◆ **ACTION ITEM**
Look at each line below and tally those holding "same"; answer with that figure and nothing else.

◆ **DATA FOR PROCESSING**
Start of Block

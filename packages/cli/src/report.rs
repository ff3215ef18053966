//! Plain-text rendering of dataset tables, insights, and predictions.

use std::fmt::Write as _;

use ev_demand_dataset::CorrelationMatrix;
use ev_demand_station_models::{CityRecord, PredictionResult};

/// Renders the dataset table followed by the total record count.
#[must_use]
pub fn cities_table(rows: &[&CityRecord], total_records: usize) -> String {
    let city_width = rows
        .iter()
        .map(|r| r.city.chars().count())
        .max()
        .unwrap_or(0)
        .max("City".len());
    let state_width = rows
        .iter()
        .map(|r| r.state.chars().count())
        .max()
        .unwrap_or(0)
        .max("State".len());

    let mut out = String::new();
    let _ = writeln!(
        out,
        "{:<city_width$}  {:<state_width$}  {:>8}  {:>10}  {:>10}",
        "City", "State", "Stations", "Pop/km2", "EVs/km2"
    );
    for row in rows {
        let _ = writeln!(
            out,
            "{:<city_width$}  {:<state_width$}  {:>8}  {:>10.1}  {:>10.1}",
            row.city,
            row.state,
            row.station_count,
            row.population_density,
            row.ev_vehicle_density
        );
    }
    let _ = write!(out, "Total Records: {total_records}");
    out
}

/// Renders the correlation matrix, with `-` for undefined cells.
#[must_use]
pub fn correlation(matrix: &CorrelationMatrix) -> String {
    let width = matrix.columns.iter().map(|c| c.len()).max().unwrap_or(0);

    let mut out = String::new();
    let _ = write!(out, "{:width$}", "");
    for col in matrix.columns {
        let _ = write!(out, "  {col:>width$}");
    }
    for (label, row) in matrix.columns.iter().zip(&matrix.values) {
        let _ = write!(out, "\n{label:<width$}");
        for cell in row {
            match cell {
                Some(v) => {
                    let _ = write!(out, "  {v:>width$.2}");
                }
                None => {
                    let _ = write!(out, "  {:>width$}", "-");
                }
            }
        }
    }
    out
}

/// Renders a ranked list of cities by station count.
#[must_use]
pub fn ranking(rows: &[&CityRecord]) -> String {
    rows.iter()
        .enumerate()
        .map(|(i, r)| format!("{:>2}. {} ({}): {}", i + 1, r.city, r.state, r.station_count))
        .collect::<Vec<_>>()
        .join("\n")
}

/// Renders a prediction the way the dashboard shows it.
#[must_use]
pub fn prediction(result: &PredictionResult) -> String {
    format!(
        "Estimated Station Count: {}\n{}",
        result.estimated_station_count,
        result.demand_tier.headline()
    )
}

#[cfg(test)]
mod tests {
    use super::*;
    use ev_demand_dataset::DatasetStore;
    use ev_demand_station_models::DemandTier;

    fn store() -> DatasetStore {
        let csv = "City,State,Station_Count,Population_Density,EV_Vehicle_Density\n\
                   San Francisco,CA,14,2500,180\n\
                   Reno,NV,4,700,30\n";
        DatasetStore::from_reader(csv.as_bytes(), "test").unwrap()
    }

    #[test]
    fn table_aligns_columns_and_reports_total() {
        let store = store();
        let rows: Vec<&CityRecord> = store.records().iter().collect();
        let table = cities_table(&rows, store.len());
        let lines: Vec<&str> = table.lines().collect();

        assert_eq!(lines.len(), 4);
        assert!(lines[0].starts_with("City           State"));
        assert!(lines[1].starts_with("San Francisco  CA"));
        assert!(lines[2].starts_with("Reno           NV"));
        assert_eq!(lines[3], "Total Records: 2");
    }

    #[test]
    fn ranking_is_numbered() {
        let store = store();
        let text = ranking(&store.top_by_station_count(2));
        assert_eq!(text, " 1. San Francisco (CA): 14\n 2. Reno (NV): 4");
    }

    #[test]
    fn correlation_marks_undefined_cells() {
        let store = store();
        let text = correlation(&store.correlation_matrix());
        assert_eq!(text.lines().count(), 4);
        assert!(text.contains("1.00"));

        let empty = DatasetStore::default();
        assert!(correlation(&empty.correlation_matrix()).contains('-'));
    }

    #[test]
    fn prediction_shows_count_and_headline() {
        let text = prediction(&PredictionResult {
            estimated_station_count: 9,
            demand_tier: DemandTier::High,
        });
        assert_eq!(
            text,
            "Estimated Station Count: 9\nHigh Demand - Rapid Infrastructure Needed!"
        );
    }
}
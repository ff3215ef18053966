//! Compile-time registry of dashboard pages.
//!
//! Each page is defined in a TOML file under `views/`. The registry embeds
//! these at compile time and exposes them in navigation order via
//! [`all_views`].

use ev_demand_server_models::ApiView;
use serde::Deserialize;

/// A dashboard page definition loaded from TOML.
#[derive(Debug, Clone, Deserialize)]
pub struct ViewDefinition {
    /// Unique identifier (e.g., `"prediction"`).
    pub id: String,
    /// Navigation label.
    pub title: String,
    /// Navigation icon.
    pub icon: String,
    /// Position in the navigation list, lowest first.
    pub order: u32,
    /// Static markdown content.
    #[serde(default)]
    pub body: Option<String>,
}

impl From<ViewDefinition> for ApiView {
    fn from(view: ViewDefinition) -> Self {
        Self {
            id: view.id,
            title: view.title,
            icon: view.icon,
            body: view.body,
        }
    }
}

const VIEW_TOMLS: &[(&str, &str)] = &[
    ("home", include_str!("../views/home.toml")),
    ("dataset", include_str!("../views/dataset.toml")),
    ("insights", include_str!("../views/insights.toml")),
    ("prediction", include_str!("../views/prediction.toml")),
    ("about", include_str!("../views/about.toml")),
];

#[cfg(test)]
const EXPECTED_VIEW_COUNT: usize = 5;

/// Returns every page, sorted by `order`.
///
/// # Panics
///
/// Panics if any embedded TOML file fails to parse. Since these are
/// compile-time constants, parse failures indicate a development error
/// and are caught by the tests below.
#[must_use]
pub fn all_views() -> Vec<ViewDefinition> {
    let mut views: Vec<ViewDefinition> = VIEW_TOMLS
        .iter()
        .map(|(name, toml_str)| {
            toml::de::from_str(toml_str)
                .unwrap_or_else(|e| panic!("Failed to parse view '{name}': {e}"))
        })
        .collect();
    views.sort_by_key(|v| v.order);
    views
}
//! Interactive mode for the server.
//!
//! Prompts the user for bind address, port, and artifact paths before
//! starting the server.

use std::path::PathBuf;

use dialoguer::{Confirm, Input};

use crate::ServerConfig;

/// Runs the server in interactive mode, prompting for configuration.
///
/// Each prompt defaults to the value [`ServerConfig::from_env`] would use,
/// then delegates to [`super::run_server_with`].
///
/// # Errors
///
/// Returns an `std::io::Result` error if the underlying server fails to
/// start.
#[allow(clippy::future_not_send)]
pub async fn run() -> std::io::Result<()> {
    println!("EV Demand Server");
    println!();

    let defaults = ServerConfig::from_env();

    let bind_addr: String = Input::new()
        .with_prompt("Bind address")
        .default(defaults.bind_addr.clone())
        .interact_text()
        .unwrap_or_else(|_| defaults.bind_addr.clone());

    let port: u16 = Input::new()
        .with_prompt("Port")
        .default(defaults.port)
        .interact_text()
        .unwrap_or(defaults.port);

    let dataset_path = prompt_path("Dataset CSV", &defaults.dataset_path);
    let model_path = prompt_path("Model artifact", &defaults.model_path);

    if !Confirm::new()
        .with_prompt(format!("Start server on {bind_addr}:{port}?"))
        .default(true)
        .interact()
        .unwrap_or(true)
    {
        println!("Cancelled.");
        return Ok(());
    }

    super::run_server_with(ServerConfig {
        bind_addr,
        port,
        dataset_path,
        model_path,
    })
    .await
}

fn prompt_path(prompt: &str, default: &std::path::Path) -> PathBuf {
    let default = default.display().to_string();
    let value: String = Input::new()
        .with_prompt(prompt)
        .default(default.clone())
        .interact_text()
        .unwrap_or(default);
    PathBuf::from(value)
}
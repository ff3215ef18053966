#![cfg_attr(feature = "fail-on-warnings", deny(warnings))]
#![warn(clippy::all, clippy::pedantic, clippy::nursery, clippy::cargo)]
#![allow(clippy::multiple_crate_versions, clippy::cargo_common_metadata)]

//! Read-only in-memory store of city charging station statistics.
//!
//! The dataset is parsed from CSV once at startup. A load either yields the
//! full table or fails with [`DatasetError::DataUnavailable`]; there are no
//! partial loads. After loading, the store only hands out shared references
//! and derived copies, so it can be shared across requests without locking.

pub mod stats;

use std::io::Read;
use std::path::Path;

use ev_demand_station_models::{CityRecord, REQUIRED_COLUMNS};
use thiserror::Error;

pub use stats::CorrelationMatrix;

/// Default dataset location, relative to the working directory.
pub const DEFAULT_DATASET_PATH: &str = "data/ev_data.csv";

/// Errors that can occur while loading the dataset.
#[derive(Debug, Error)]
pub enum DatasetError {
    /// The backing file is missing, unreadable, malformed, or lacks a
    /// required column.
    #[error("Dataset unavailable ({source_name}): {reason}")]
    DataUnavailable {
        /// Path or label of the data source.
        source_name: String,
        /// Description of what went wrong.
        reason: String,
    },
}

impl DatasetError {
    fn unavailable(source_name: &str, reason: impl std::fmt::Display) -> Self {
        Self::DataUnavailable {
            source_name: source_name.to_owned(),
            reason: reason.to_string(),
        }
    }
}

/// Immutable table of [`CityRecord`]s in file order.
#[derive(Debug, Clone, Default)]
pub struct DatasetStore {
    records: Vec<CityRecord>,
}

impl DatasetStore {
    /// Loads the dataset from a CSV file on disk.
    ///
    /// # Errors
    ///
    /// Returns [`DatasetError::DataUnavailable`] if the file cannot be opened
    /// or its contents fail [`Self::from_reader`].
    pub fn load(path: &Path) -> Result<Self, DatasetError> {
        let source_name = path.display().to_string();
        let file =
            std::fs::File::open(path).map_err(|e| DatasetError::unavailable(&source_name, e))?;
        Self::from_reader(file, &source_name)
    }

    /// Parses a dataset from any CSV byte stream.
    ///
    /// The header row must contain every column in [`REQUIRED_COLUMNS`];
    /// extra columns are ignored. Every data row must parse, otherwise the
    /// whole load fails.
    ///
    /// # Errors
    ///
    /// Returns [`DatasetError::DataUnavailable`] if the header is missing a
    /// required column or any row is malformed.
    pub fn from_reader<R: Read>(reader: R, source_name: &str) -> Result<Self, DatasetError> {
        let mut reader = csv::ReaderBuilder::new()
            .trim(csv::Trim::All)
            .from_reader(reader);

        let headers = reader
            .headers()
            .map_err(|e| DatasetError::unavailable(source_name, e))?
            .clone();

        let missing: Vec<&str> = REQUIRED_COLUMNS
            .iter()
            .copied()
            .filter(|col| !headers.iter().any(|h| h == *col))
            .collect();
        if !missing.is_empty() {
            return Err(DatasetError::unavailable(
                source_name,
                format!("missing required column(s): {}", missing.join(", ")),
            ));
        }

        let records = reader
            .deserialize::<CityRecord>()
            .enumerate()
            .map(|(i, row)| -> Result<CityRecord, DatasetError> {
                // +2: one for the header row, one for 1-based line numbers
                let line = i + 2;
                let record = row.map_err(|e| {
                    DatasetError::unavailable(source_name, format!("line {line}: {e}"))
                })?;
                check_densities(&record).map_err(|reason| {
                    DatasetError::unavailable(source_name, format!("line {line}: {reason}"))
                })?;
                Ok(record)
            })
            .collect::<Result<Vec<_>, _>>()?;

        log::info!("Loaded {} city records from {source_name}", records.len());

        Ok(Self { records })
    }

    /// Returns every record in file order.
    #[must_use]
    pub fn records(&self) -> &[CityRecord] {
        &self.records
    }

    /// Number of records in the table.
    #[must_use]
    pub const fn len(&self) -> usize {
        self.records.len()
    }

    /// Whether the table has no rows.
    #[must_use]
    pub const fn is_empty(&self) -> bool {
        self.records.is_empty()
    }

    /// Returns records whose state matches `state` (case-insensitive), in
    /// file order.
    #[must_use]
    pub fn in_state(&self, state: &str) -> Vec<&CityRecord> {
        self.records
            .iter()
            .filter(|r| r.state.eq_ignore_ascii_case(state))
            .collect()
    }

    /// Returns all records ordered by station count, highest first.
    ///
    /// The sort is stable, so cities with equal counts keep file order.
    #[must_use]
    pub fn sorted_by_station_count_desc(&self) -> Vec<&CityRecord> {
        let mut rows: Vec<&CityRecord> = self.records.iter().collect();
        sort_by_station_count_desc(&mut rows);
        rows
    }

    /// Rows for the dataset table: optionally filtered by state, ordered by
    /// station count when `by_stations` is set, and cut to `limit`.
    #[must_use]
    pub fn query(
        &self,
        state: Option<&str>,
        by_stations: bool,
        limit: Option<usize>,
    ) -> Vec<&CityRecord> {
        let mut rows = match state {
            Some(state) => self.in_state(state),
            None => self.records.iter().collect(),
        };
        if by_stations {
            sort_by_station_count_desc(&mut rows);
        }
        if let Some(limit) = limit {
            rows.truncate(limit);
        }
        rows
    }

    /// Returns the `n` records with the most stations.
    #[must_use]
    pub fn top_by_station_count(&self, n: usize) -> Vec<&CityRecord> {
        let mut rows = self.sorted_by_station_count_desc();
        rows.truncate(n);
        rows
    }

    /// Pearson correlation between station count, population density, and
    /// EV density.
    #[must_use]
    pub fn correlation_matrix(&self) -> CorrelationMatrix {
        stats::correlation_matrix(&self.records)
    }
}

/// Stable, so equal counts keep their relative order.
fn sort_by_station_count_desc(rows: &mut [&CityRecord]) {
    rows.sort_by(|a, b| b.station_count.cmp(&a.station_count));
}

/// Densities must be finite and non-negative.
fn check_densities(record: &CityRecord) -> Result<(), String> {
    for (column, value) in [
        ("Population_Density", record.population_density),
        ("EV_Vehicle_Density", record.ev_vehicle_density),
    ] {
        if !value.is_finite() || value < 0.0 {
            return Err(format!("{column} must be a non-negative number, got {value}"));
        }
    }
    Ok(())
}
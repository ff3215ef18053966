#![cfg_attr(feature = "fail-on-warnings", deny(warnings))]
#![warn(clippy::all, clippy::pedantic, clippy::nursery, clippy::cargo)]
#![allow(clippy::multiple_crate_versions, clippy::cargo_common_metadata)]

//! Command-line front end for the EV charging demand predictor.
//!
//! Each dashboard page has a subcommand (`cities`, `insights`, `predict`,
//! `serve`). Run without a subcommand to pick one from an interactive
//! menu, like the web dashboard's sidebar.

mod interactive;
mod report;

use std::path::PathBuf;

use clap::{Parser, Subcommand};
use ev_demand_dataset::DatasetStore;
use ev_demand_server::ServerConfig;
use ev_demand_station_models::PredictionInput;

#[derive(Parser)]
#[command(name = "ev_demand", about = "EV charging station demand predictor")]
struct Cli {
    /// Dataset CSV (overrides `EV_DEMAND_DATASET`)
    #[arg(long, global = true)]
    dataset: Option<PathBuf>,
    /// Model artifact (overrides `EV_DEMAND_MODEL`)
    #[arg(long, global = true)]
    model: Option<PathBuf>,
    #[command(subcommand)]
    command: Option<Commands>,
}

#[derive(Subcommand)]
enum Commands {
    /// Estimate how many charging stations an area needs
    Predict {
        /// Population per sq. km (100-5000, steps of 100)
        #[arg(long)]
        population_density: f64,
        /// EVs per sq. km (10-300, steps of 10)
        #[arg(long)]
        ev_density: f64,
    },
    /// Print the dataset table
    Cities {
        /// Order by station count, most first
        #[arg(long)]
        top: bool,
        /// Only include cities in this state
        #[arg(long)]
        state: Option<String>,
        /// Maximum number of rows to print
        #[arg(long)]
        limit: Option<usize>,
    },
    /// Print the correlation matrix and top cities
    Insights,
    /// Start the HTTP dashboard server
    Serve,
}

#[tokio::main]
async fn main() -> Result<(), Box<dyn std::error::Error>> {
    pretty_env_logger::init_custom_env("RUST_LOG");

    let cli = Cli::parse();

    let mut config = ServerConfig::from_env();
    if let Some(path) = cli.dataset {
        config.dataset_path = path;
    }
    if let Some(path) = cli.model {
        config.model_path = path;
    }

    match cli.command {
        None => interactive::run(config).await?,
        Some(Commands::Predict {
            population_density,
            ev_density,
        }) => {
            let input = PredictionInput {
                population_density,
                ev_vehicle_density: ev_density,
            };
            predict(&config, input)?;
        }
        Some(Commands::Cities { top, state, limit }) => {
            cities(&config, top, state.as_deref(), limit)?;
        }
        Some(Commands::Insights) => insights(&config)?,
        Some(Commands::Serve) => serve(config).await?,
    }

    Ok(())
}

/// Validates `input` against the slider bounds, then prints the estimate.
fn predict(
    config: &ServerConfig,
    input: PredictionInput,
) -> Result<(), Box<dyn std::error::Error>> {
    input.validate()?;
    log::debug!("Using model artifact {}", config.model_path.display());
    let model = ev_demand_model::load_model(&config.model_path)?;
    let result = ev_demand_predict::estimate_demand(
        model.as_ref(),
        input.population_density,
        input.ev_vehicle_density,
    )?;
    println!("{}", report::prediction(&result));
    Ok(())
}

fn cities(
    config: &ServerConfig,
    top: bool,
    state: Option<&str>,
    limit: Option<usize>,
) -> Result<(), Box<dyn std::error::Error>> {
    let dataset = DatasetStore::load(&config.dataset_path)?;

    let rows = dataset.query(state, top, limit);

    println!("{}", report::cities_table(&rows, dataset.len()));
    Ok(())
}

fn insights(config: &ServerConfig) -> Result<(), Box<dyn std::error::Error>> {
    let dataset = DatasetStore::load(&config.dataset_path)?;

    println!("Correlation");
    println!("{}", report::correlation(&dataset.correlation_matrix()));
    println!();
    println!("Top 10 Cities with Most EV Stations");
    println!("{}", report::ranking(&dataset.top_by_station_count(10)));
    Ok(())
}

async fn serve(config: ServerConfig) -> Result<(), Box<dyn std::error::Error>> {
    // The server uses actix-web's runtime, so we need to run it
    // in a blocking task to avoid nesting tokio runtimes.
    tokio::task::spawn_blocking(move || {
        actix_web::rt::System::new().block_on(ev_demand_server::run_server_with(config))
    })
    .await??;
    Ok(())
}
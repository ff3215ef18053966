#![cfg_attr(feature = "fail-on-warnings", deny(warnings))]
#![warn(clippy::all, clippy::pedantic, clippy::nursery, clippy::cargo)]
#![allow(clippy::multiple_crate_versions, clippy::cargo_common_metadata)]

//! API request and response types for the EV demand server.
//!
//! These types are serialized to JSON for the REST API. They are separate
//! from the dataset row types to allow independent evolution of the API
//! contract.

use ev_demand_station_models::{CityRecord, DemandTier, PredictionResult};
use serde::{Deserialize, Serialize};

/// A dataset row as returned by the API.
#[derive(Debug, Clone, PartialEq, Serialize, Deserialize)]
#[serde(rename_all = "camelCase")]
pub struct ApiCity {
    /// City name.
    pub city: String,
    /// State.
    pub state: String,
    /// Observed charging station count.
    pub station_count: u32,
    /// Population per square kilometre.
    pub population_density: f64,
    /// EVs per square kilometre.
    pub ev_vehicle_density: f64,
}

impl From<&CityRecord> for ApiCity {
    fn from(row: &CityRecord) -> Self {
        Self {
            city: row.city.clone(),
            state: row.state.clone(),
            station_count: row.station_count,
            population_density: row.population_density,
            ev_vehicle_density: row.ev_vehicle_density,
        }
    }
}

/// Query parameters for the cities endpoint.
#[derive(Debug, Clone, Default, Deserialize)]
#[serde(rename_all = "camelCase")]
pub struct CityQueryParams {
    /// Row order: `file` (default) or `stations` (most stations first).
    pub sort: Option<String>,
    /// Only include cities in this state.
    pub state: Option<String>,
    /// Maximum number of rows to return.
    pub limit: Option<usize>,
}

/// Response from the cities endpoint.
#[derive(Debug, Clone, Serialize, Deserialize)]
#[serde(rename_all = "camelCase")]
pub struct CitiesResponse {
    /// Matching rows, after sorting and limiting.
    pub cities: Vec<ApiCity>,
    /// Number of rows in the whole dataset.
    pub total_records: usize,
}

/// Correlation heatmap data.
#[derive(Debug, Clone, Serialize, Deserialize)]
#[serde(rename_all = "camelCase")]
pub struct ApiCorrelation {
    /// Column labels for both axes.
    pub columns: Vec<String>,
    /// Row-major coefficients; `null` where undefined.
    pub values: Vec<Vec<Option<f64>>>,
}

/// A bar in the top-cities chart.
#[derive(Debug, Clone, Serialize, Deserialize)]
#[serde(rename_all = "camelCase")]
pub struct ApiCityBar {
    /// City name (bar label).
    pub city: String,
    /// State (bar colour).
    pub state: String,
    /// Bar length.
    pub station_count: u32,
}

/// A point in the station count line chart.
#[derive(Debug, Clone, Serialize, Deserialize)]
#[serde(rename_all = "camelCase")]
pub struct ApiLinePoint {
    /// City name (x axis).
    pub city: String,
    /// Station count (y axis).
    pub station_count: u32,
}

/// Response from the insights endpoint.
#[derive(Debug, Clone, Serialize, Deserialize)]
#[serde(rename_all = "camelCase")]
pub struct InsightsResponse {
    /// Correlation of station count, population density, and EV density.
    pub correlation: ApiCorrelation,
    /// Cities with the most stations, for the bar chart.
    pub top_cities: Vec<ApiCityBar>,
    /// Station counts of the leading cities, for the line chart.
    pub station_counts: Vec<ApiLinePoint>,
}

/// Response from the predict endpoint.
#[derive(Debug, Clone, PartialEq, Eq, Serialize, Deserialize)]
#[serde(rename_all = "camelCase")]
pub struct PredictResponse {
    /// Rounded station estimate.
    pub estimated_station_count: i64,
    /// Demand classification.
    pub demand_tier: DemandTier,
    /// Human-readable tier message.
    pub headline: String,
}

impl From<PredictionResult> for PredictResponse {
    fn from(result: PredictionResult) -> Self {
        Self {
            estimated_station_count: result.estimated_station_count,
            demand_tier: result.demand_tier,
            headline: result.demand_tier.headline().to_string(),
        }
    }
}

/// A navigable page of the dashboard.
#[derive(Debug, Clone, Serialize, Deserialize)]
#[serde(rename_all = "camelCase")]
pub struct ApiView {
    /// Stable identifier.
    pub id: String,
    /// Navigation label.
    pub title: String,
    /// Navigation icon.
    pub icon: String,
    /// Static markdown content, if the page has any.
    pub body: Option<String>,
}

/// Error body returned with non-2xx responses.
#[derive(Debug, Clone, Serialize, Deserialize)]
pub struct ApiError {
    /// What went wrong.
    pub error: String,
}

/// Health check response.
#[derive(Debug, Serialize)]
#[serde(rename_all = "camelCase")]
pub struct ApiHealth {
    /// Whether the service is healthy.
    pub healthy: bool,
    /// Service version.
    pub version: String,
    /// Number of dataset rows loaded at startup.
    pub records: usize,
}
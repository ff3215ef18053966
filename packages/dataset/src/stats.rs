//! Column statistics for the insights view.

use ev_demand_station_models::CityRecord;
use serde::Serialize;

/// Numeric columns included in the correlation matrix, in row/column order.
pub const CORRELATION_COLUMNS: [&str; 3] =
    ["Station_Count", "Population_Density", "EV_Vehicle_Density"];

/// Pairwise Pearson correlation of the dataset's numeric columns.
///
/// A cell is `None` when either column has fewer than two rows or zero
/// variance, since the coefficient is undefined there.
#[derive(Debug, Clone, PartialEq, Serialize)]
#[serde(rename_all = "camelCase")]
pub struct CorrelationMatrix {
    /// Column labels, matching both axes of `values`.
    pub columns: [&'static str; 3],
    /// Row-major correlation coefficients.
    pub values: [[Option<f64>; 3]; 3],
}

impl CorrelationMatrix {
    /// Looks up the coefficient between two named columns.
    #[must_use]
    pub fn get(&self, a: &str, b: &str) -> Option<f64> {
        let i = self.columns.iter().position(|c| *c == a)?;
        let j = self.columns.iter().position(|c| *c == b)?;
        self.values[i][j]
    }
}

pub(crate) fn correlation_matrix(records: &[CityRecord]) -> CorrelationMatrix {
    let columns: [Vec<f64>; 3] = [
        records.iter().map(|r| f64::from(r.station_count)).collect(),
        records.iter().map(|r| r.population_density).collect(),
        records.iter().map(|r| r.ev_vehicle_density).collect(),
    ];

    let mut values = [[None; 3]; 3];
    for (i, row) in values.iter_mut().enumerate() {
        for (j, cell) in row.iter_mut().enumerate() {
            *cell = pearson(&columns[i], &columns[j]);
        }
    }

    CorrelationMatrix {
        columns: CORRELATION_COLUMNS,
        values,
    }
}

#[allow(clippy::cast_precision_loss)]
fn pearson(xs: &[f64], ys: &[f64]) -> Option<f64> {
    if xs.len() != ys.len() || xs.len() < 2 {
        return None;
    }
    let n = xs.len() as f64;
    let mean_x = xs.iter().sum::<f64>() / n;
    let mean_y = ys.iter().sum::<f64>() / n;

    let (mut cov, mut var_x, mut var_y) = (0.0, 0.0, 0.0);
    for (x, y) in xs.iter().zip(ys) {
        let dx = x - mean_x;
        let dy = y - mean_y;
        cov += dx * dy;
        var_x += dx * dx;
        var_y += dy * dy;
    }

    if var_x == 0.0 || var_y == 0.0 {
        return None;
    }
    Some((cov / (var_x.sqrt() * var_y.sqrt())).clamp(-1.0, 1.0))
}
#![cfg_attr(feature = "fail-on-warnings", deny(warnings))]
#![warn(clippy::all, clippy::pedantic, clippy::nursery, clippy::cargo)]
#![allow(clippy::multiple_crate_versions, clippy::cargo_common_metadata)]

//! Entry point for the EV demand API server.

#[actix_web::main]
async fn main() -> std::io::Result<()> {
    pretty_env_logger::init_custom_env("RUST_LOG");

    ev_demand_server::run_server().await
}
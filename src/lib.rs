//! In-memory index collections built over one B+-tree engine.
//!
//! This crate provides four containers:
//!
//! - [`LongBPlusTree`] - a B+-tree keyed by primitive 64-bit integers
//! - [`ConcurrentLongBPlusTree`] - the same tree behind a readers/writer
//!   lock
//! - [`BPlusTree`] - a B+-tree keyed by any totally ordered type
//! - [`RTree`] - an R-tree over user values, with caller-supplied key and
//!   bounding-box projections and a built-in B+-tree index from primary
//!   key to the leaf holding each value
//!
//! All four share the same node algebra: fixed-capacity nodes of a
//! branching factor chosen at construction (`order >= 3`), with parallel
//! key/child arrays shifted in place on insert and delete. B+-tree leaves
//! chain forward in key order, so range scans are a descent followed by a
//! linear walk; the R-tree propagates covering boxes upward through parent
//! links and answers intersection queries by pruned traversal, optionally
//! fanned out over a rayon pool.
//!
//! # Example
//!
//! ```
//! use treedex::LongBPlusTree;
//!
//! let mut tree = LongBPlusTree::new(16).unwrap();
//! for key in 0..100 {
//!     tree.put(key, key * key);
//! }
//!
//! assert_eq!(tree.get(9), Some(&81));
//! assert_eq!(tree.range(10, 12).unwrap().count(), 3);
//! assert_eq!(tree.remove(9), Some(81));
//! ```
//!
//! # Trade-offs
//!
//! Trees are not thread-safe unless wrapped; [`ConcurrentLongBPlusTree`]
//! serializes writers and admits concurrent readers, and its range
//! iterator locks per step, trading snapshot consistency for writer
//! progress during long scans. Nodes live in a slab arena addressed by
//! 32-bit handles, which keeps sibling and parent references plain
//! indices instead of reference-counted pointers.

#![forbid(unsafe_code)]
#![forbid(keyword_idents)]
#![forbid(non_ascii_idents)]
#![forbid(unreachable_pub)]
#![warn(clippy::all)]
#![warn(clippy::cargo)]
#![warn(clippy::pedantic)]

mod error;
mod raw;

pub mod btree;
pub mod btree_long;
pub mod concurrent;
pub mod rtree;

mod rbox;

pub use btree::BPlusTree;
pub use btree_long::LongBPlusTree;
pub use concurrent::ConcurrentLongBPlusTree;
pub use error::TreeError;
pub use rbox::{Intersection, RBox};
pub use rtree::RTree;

End of Block

◆ **RESULT FOR THIS EXERCISE**
2